Segment Start: AVAILABLE DATA
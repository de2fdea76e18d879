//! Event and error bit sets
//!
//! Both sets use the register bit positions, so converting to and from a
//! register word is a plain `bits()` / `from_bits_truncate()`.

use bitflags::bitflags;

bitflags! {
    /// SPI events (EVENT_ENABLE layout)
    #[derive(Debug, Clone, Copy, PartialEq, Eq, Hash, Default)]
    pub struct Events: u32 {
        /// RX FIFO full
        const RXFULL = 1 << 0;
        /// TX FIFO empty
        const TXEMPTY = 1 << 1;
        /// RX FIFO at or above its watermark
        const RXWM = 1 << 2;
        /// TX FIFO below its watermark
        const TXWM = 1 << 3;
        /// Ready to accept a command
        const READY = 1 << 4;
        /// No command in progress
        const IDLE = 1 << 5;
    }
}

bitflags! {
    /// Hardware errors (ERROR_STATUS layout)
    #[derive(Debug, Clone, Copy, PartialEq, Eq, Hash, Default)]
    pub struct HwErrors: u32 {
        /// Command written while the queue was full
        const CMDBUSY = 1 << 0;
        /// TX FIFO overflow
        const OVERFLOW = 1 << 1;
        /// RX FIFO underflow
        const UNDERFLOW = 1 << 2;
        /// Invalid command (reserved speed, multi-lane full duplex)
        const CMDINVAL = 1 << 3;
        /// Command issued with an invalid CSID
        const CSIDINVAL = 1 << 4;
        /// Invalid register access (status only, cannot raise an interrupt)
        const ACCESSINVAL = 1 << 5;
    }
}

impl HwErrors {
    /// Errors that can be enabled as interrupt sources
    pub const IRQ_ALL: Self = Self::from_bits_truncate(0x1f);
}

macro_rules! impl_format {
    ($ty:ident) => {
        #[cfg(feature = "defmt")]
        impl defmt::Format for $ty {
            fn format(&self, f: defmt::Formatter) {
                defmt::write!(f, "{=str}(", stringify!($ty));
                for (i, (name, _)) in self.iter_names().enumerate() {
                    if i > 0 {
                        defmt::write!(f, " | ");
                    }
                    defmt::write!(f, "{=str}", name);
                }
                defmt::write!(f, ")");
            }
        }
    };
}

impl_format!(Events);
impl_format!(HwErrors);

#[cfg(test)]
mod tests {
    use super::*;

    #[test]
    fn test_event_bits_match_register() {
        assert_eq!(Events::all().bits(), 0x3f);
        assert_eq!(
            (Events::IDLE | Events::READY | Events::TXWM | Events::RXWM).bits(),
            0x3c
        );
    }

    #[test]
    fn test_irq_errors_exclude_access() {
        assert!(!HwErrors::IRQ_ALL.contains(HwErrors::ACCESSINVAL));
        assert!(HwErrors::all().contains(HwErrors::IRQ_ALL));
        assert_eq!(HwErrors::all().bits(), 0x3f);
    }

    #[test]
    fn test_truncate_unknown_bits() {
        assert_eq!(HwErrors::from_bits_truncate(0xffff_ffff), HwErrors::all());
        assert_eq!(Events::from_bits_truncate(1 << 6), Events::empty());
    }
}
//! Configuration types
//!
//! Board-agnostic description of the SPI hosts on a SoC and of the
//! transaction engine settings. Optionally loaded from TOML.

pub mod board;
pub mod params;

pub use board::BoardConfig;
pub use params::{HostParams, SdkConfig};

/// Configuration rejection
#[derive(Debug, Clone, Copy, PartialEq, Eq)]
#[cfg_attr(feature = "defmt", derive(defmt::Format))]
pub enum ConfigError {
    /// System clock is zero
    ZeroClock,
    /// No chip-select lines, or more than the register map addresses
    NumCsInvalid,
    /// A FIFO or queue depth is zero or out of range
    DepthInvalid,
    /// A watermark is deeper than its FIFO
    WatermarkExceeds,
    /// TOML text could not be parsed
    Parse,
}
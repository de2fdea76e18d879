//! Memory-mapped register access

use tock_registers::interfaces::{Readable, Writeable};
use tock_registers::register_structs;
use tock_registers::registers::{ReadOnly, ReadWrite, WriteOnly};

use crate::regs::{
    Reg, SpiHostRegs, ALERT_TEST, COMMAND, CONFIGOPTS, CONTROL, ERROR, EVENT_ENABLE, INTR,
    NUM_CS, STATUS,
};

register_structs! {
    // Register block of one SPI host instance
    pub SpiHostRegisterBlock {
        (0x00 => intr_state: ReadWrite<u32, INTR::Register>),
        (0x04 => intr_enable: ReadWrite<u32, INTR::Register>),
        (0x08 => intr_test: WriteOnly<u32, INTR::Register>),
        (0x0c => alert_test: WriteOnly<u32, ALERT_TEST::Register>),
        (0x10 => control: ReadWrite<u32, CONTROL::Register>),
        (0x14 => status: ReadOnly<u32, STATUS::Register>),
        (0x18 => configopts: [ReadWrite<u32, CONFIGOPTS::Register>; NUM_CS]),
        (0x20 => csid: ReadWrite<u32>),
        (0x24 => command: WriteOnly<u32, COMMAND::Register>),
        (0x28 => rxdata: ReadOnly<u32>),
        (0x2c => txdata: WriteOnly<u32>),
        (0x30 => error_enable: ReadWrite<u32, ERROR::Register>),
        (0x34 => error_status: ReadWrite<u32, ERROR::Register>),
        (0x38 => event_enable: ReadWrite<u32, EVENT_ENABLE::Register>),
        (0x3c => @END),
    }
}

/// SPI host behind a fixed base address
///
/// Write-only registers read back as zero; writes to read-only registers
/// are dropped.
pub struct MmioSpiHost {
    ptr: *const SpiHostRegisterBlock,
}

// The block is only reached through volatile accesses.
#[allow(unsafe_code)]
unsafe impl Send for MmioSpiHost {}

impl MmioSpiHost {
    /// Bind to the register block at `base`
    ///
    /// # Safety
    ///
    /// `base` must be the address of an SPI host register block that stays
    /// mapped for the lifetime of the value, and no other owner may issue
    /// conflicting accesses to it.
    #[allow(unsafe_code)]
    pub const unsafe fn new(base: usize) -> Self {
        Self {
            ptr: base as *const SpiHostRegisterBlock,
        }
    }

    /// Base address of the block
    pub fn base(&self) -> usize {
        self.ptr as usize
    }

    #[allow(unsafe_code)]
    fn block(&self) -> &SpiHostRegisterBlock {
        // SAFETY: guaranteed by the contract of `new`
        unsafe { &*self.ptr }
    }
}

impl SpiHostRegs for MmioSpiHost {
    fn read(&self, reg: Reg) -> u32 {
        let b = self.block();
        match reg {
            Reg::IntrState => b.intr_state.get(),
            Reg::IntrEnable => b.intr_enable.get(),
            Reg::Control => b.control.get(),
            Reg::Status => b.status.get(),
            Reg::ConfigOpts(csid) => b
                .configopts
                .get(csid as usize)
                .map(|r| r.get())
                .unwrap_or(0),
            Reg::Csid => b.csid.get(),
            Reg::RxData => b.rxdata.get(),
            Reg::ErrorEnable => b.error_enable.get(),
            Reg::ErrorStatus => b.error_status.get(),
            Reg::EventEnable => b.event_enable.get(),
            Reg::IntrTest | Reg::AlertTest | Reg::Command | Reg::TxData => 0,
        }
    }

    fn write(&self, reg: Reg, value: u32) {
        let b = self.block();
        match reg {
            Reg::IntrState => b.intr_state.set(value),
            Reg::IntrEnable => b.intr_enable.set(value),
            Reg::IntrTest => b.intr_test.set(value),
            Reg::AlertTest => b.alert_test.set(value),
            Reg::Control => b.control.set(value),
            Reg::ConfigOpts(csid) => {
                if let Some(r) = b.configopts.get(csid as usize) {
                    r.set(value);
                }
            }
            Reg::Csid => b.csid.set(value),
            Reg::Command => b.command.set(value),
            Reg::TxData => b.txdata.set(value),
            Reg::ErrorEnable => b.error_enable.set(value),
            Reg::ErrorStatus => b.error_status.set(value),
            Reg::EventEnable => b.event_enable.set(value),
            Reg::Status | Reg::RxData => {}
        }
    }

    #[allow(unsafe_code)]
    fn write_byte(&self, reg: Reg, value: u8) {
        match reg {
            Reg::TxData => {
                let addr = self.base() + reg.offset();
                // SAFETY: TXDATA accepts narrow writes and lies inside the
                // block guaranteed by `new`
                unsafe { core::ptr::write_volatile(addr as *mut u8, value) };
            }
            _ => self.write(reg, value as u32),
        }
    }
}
Segment End: AVAILABLE DATA
Segment Start: AVAILABLE DATA
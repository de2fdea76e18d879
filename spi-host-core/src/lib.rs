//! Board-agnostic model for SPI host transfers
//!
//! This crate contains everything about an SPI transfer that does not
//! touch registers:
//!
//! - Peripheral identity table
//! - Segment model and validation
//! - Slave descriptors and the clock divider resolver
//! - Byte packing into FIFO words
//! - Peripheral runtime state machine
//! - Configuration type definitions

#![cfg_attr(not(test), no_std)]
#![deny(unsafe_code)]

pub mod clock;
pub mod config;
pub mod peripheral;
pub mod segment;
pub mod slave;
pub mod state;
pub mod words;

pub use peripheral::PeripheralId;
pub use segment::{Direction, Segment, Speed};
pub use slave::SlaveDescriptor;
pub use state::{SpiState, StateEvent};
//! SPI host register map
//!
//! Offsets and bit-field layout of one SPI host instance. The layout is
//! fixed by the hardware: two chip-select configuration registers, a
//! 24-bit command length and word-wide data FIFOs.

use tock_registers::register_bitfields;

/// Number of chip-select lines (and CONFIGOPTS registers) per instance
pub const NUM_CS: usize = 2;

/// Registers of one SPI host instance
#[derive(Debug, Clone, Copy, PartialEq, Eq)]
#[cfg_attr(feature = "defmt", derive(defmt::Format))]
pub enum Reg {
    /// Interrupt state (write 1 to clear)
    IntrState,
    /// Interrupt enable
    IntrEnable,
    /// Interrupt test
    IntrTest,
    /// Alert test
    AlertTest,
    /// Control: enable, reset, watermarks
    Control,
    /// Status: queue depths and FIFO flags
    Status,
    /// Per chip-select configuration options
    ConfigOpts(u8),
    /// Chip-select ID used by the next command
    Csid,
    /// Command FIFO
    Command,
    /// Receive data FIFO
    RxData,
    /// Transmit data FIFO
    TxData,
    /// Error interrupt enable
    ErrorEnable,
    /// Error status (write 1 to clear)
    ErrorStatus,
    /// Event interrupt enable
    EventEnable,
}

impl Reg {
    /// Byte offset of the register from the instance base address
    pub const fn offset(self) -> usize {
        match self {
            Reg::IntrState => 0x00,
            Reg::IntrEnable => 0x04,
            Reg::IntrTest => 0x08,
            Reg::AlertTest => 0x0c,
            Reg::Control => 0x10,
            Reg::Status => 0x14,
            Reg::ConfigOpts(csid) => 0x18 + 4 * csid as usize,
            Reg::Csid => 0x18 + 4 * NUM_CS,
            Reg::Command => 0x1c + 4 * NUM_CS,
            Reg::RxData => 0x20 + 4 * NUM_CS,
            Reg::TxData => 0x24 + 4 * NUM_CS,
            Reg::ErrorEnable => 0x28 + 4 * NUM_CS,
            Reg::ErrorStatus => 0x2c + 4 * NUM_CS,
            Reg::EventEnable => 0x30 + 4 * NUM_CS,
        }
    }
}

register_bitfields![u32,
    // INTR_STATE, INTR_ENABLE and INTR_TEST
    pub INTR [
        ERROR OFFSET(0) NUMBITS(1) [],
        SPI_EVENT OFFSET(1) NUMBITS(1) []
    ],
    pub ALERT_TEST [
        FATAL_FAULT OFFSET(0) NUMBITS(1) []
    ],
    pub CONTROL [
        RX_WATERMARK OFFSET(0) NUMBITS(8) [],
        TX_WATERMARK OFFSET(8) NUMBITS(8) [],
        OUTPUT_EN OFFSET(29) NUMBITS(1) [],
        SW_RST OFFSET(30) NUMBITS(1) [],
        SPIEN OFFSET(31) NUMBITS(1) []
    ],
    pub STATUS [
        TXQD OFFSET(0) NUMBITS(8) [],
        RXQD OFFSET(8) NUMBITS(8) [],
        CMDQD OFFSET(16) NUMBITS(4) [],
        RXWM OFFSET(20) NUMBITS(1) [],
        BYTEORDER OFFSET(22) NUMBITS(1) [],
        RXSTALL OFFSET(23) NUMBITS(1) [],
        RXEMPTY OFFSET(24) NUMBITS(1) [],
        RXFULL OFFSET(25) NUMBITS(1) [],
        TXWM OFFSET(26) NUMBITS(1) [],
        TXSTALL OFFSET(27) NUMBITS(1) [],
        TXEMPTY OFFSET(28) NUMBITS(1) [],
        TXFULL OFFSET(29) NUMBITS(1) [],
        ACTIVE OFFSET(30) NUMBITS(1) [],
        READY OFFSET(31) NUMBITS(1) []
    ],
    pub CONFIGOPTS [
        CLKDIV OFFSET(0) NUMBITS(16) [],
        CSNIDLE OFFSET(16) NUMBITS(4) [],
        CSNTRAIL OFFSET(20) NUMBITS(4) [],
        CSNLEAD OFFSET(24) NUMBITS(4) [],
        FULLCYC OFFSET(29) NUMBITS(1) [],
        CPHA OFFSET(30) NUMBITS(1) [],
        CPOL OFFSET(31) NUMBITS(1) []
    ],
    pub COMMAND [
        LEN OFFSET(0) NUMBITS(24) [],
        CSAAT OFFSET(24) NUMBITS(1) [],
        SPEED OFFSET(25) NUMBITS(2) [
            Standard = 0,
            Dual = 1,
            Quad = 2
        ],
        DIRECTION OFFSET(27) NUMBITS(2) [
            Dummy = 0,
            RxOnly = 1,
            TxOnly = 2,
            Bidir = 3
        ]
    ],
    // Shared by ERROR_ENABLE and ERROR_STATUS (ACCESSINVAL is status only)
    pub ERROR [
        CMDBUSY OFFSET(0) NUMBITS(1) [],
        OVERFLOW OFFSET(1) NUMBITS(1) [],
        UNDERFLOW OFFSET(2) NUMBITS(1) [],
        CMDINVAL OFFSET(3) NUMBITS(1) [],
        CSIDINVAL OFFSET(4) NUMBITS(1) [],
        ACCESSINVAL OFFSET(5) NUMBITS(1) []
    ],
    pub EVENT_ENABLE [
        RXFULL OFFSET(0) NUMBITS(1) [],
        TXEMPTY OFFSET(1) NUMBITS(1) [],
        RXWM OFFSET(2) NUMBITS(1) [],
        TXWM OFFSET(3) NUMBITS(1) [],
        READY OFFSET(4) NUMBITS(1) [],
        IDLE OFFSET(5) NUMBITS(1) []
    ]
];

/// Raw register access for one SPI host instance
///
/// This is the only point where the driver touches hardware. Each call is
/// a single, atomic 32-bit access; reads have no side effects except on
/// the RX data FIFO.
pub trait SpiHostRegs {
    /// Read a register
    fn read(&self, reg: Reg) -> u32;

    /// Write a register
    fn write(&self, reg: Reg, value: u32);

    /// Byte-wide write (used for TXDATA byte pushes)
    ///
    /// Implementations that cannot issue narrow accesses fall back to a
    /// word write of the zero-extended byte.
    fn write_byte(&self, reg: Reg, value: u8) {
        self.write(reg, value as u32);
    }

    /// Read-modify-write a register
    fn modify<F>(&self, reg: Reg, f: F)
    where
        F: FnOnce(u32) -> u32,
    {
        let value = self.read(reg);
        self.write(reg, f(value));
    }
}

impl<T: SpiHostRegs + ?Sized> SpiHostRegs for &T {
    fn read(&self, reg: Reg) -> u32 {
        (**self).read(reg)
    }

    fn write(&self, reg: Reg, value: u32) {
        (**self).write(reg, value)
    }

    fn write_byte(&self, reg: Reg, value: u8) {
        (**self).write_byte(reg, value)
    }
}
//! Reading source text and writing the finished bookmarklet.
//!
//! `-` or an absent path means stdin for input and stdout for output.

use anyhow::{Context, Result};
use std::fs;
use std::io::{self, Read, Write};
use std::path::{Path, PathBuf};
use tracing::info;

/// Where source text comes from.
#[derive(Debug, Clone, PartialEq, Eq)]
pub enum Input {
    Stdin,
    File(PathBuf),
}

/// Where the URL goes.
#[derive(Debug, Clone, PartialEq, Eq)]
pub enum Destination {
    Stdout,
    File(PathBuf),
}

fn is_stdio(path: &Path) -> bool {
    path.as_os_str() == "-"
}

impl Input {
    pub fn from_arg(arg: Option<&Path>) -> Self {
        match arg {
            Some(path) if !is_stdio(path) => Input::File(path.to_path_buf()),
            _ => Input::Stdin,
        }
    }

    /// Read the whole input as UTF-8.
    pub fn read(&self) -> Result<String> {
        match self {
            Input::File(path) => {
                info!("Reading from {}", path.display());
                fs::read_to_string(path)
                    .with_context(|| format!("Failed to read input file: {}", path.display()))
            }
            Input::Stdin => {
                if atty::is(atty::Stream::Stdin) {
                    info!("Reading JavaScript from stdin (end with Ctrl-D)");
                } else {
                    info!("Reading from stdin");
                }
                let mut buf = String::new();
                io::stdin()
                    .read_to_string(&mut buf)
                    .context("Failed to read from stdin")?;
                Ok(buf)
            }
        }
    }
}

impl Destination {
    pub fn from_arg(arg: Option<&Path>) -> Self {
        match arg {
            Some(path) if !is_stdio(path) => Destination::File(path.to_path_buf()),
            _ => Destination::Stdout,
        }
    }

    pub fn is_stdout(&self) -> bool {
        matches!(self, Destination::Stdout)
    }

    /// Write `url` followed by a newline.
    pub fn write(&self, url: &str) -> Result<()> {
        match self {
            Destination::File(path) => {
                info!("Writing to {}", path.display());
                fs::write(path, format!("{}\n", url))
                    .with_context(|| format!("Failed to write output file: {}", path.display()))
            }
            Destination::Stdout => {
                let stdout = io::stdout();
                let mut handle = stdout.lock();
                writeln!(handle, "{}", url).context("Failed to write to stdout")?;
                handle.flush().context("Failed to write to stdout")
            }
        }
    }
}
Segment End: AVAILABLE DATA
### AIM OF THE TASK:
The lines holding the word "core" are the answer. Find them in the entries and copy them.

### WRITTEN SOLUTION:
                unsafe { core::ptr::write_volatile(addr as *mut u8, value) };
filename spi-host-core/src/lib.rs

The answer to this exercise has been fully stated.